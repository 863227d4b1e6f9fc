//! SQL front end
//!
//! This crate handles:
//! - Splitting scripts into statements (quotes, comments, `DELIMITER`)
//! - Tokenizing and parsing the MySQL DDL subset into [`Statement`] records
//! - Parsing query digests with datafusion-sqlparser-rs
//! - Resolving table aliases in parsed queries

pub mod lexer;
pub mod parser;
pub mod query;
pub mod resolver;
pub mod splitter;
pub mod statement;

pub use parser::{parse_script, parse_statement, ParseError};
pub use query::QueryParser;
pub use resolver::TableResolver;
pub use splitter::{split_statements, RawStatement};
pub use statement::{
    AlterAction, ColumnDef, CreateTable, CreateUser, DataTypeDef, DefaultValue, GeneratedDef,
    Grant, IgnoredKind, IndexDef, IndexKind, KeyPart, ObjectName, ParsedStatement, Statement,
    UserSpec,
};
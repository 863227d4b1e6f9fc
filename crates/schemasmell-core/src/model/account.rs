//! Account entity

use serde::{Deserialize, Serialize};
use std::collections::BTreeSet;

const ALL_PRIVILEGES: &str = "ALL PRIVILEGES";

/// A `user@host` account
#[derive(Debug, Clone, PartialEq, Eq, Serialize, Deserialize)]
pub struct Account {
    pub user: String,
    pub host: String,

    /// Owning database (lookup key)
    #[serde(default)]
    pub database_name: String,

    /// Global privileges, upper-cased (`SUPER`, `ALL PRIVILEGES`, ...)
    #[serde(default)]
    pub privileges: BTreeSet<String>,

    #[serde(default)]
    pub has_password: bool,

    #[serde(default)]
    pub plugin: Option<String>,

    #[serde(default)]
    pub locked: bool,

    #[serde(default)]
    pub password_expired: bool,

    #[serde(default)]
    pub max_connections: u64,

    #[serde(default)]
    pub current_connections: u64,

    #[serde(default)]
    pub total_connections: u64,
}

impl Account {
    pub fn new(user: impl Into<String>, host: impl Into<String>) -> Self {
        Self {
            user: user.into(),
            host: host.into(),
            database_name: String::new(),
            privileges: BTreeSet::new(),
            has_password: false,
            plugin: None,
            locked: false,
            password_expired: false,
            max_connections: 0,
            current_connections: 0,
            total_connections: 0,
        }
    }

    /// Map key, `user@host`
    pub fn key(&self) -> String {
        Self::key_for(&self.user, &self.host)
    }

    pub fn key_for(user: &str, host: &str) -> String {
        format!("{}@{}", user, host)
    }

    pub fn grant(&mut self, privilege: &str) {
        let privilege = privilege.trim().to_ascii_uppercase();
        let privilege = if privilege == "ALL" {
            ALL_PRIVILEGES.to_string()
        } else {
            privilege
        };
        self.privileges.insert(privilege);
    }

    /// Whether the privilege is held directly or through `ALL PRIVILEGES`
    pub fn has_privilege(&self, privilege: &str) -> bool {
        self.privileges.contains(ALL_PRIVILEGES)
            || self.privileges.contains(&privilege.trim().to_ascii_uppercase())
    }
}

#[cfg(test)]
mod tests {
    use super::*;

    #[test]
    fn key_format() {
        assert_eq!(Account::new("app", "%").key(), "app@%");
    }

    #[test]
    fn all_implies_everything() {
        let mut account = Account::new("root", "localhost");
        assert!(!account.has_privilege("super"));
        account.grant("all");
        assert!(account.has_privilege("SUPER"));
        assert!(account.privileges.contains("ALL PRIVILEGES"));
    }
}
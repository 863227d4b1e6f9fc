//! Tables without a primary key

use schemasmell_core::{Report, Status};

use crate::check::{Check, CheckError};
use crate::entity::Entity;

/// CRITICAL when a base table has no primary key columns
pub struct PrimaryKey;

impl Check for PrimaryKey {
    fn name(&self) -> &'static str {
        "primary_key"
    }

    fn supports(&self, entity: &Entity<'_>) -> bool {
        entity.as_table().is_some_and(|table| table.is_base_table())
    }

    fn run(&self, entity: &Entity<'_>) -> Result<Option<Report>, CheckError> {
        let Some(table) = entity.as_table() else {
            return Ok(None);
        };

        let columns: Vec<&str> = table
            .primary_key_columns()
            .iter()
            .map(|column| column.name.as_str())
            .collect();

        let report = if columns.is_empty() {
            self.report(
                entity,
                Status::Critical,
                vec![format!("Table {} has no primary key", table.qualified_name())],
            )
        } else {
            self.report(entity, Status::Ok, vec![])
                .with_data("columns", columns)
        };

        Ok(Some(report))
    }
}
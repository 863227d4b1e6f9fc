//! Facts derived from a built catalog
//!
//! Fills the optional [`TableFacts`](schemasmell_core::TableFacts) a live
//! server would otherwise report. Facts that are already present (from a
//! snapshot) are left alone.

use schemasmell_core::{AutoIncrementUsage, Database, Index, RedundantIndex, Table};
use tracing::debug;

/// Derive facts for every table of the database
pub fn derive_facts(database: &mut Database) {
    for schema in database.schemas_mut() {
        for table in schema.tables_mut() {
            annotate_table(table);
        }
    }
}

/// Derive auto-increment usage and redundant indexes for one table
pub fn annotate_table(table: &mut Table) {
    if table.facts.auto_increment.is_none() {
        table.facts.auto_increment = auto_increment_usage(table);
    }

    if table.facts.redundant_indexes.is_none() && !table.is_virtual() {
        let redundant = redundant_indexes(table);
        if !redundant.is_empty() {
            debug!(
                table = %table.qualified_name(),
                count = redundant.len(),
                "redundant indexes found"
            );
        }
        table.facts.redundant_indexes = Some(redundant);
    }
}

/// Usage of the table's auto-increment counter, if it has one
///
/// Columns whose type has no integer capacity yield `None`.
pub fn auto_increment_usage(table: &Table) -> Option<AutoIncrementUsage> {
    let column = table.auto_increment_column()?;
    let max_value = column.max_value().ok()?;

    Some(AutoIncrementUsage {
        column_name: column.name.clone(),
        data_type: column.info.data_type.clone(),
        unsigned: column.is_unsigned(),
        max_value,
        auto_increment: table.info.auto_increment.unwrap_or(1),
    })
}

/// Key parts compared case-insensitively, prefix lengths included
fn key_parts(index: &Index) -> Vec<(String, Option<u64>)> {
    index
        .statistics
        .iter()
        .map(|s| (s.column_name.to_ascii_lowercase(), s.sub_part))
        .collect()
}

/// Whether `candidate` is made unnecessary by `dominant`
///
/// `candidate_first` tells which one was declared first, to break ties
/// between exact duplicates.
fn is_dominated_by(candidate: &Index, dominant: &Index, candidate_first: bool) -> bool {
    if candidate.is_primary() {
        return false;
    }
    if !candidate.index_type.eq_ignore_ascii_case(&dominant.index_type) {
        return false;
    }

    let candidate_parts = key_parts(candidate);
    let dominant_parts = key_parts(dominant);
    if candidate_parts.is_empty() || candidate_parts.len() > dominant_parts.len() {
        return false;
    }
    if !dominant_parts.starts_with(&candidate_parts) {
        return false;
    }

    if candidate_parts.len() < dominant_parts.len() {
        // A unique prefix enforces something the longer index does not
        return !candidate.unique;
    }

    if dominant.is_primary() {
        return true;
    }
    match (candidate.unique, dominant.unique) {
        (false, true) => true,
        (true, false) => false,
        _ => !candidate_first,
    }
}

/// Indexes covered by a left prefix of another index on the same table
pub fn redundant_indexes(table: &Table) -> Vec<RedundantIndex> {
    let indexes = table.indexes();
    let mut redundant = Vec::new();

    for (i, candidate) in indexes.iter().enumerate() {
        let dominant = indexes
            .iter()
            .enumerate()
            .find(|(j, other)| *j != i && is_dominated_by(candidate, other, i < *j));

        if let Some((_, dominant)) = dominant {
            redundant.push(RedundantIndex {
                redundant_index: candidate.name.clone(),
                redundant_columns: column_names(candidate),
                redundant_is_unique: candidate.unique,
                dominant_index: dominant.name.clone(),
                dominant_columns: column_names(dominant),
            });
        }
    }

    redundant
}

fn column_names(index: &Index) -> Vec<String> {
    index.column_names().into_iter().map(str::to_string).collect()
}
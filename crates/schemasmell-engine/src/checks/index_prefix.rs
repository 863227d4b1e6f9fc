//! Long string columns indexed in full

use schemasmell_core::{Report, Status};

use crate::check::{Check, CheckError};
use crate::entity::Entity;

/// Longest string worth indexing in full
const MAX_FULL_LENGTH: u64 = 12;

/// Below this many rows per distinct value a prefix is selective enough
const ROWS_PER_VALUE: f64 = 1000.0;

/// CONCERN when a prefix index would serve a fully indexed string column
pub struct IndexPrefix;

impl Check for IndexPrefix {
    fn name(&self) -> &'static str {
        "index_prefix"
    }

    fn supports(&self, entity: &Entity<'_>) -> bool {
        let Some((table, column)) = entity.as_column() else {
            return false;
        };
        column.is_string()
            && table.indexes().iter().any(|index| {
                index.statistics.iter().any(|part| {
                    part.sub_part.is_none() && part.column_name.eq_ignore_ascii_case(&column.name)
                })
            })
    }

    fn run(&self, entity: &Entity<'_>) -> Result<Option<Report>, CheckError> {
        let Some((table, column)) = entity.as_column() else {
            return Ok(None);
        };

        let length = column.declared_length().unwrap_or(0);
        let rows = table.info.table_rows;
        let rows_per_value = (column.cardinality > 0).then(|| rows as f64 / column.cardinality as f64);

        let concern = length > MAX_FULL_LENGTH
            && rows_per_value.is_some_and(|ratio| ratio < ROWS_PER_VALUE);

        let report = if concern {
            self.report(
                entity,
                Status::Concern,
                vec![format!(
                    "{} ({} characters) is indexed in full; a prefix index would be smaller",
                    column.qualified_name(),
                    length
                )],
            )
        } else {
            self.report(entity, Status::Ok, vec![])
        };

        Ok(Some(report.with_data("length", length)))
    }
}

****************

- Your instructions
Here the job is to output the lines from the start of the material through the line with "pub mod statement;", inclusive, exactly and with nothing else.

- Solution
repository 863227d4b1e6f9fc
//! SQL front end
//!
//! This crate handles:
//! - Splitting scripts into statements (quotes, comments, `DELIMITER`)
//! - Tokenizing and parsing the MySQL DDL subset into [`Statement`] records
//! - Parsing query digests with datafusion-sqlparser-rs
//! - Resolving table aliases in parsed queries

pub mod lexer;
pub mod parser;
pub mod query;
pub mod resolver;
pub mod splitter;
pub mod statement;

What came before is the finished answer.